Rabois: investors are misleading with post seed rounds

Steven Loeb · December 2, 2014 · Short URL: https://vator.tv/n/3abd

Keith Rabois took the stage at Vator's Postseed conference on Tuesday

At Vator's first ever Post Seed Conference on Tuesday, Keith Rabois of Khosla Ventures took the stage with Paul Martino of Bullpen Capital to discuss how the changing definition of venture capital is affecting both entrepreneurs and VCs.

The post-seed gap refers to the emergence of a new timeframe in a startup's life cycle. It's the stage after a startup gets its initial seed round, but before the startup gets a traditional Series A, which today appears to be larger, or around $6 million to $8 million, sometimes even $10-plus million. But given the small amount of seed startups are taking in, many of them need more capital to land those traditional A's. 

One factor that has led to this need for additional early-stage funding is the emergence of a shadow venture system, in which early-stage founders have many more financing options at their disposal. That includes crowdfunding, debt financing, as well as vibrant angel investing environment, making the options available to founders plentiful to at least get initial funding.

Khosla, Rabois said has two funds a seed and a main fund. The firm invests in anything from seed to Series B, and rarely in Series C.

"We want to be doing what used to be called venture capital not growth capital," he said.

That led to Martino remarking about how Bullpen has companies in its portfolio, that have raised six or seven rounds, "then one of the big firms comes in, like Andreessen Horowitz, and calls it a Series A."

"The smart CEOs are gaming the system. Raise a little bit of money, do a rolling close, and if everyone gets the ego from calling it a Series A even though its the seventh close, what the hell? Let's take advantage."

"There's a lot of misleading things that go on in venture, like a lot of people will invest in late stage companies just to get a logo on their website, which we don't do. I think the theory there is that entrepreneurs five years later won't remember who invested in the Series A of Twitter versus who invested in the Series D," Rabois said. "And so it’s intentionally trying to obfuscate and mislead."

To Rabois, it is the investors who are obfuscating more than the entrepreneurs. To Martino, the structural imbalance between small and big funds "has led to an overlay that the smart entrepreneurs are taking advantage of."

"That is true. Like anything else in life, when you have multiple options and you figure out how to play them against each other it works out to your favor," Rabois said.

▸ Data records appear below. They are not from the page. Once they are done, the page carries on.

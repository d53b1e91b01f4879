//! cryobank-core
//!
//! Pure domain types for treatment planning: clinical observations, the raw
//! diagnosis form, recommendations, the editable treatment selection and
//! diagnosis codes. No I/O; this is the shared vocabulary of the workspace.

pub mod error;
pub mod models;
use serde::{Deserialize, Serialize};
use ts_rs::TS;

/// Structured clinical observations for one couple, as consumed by the
/// recommendation engine.
///
/// Every numeric field uses zero as the "not provided" sentinel and `Unknown`
/// plays the same role for the enums. A field at its sentinel never moves the
/// score. Note that this conflates "not measured" with "measured as zero": a
/// true sperm concentration of 0 (azoospermia) is indistinguishable from a
/// blank field and is treated as blank.
#[derive(Debug, Clone, Default, PartialEq, Serialize, Deserialize, TS)]
#[ts(export)]
pub struct ClinicalObservation {
    pub patient_age_years: u32,
    pub infertility_duration_months: u32,
    pub previous_iui_attempts: u32,
    #[serde(default)]
    pub tubal_status: TubalStatus,
    #[serde(default)]
    pub ovulation_status: OvulationStatus,
    pub amh_ng_per_ml: f64,
    pub fsh_miu_per_ml: f64,
    pub antral_follicle_count: u32,
    #[serde(flatten)]
    pub semen: SemenAnalysis,
}

/// Partner semen analysis. Only evaluated when all three values are present.
#[derive(Debug, Clone, Copy, Default, PartialEq, Serialize, Deserialize, TS)]
#[ts(export)]
pub struct SemenAnalysis {
    pub sperm_concentration_million_per_ml: f64,
    pub sperm_motility_percent: f64,
    pub sperm_morphology_percent: f64,
}

impl SemenAnalysis {
    /// True when concentration, motility and morphology were all measured.
    pub fn is_complete(&self) -> bool {
        self.sperm_concentration_million_per_ml > 0.0
            && self.sperm_motility_percent > 0.0
            && self.sperm_morphology_percent > 0.0
    }
}

/// Patency of the fallopian tubes.
#[derive(Debug, Clone, Copy, Default, PartialEq, Eq, Hash, Serialize, Deserialize, TS)]
#[serde(rename_all = "snake_case")]
#[ts(export)]
pub enum TubalStatus {
    Normal,
    Blocked,
    #[default]
    Unknown,
}

impl TubalStatus {
    /// Lenient parse of a form value. Anything unrecognised is `Unknown`.
    pub fn from_label(label: &str) -> Self {
        match label.trim().to_ascii_lowercase().as_str() {
            "normal" | "patent" => Self::Normal,
            "blocked" => Self::Blocked,
            _ => Self::Unknown,
        }
    }

    pub fn label(&self) -> &'static str {
        match self {
            Self::Normal => "Normal",
            Self::Blocked => "Blocked",
            Self::Unknown => "Unknown",
        }
    }
}

/// Ovulatory pattern reported for the patient.
#[derive(Debug, Clone, Copy, Default, PartialEq, Eq, Hash, Serialize, Deserialize, TS)]
#[serde(rename_all = "snake_case")]
#[ts(export)]
pub enum OvulationStatus {
    Regular,
    Irregular,
    Anovulatory,
    #[default]
    Unknown,
}

impl OvulationStatus {
    /// Lenient parse of a form value. Anything unrecognised is `Unknown`.
    pub fn from_label(label: &str) -> Self {
        match label.trim().to_ascii_lowercase().as_str() {
            "regular" => Self::Regular,
            "irregular" => Self::Irregular,
            "anovulatory" => Self::Anovulatory,
            _ => Self::Unknown,
        }
    }

    pub fn label(&self) -> &'static str {
        match self {
            Self::Regular => "Regular",
            Self::Irregular => "Irregular",
            Self::Anovulatory => "Anovulatory",
            Self::Unknown => "Unknown",
        }
    }
}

"That said, I don't think optimizing on economic terms is the right thing for any entrepreneur to do. I used to believe this as an entrepreneur who raised a lot of money, as an angel investor, as an independent board member, so this isn't just a newfangled view of mine. Raising on economic terms always the wrong thing to do. Maybe a Series D, late stage, the company has been super successful and you really just want capital and the source of capital doesn’t really matter that much. Early stage, almost every successful entrepreneur I know, doesn't care as much about the economic terms as much as who they are going to work with. So, to some extent, that overlap is probably focused a little bit on the wrong thing. The entrepreneurs that are trying to play the game perfectly probably wind up with a sub-optimal set of investors."

Martino countered that the smart entrepreneurs are "gaming the ability to get those investors in." Rolling close, open stack, notes are "helping them get the right people to the table."

Rabois agreed that was true for individual investors and smaller funds, but for larger funds "it's still a difficult proposition because, generally speaking, larger funds have a minimum investment size and you may be able to talk them into investing below that but then you're not going to get the support you really want and the virtues and the features of a large fund, which do exist. It's really hard for us to provide those values for a very small investment."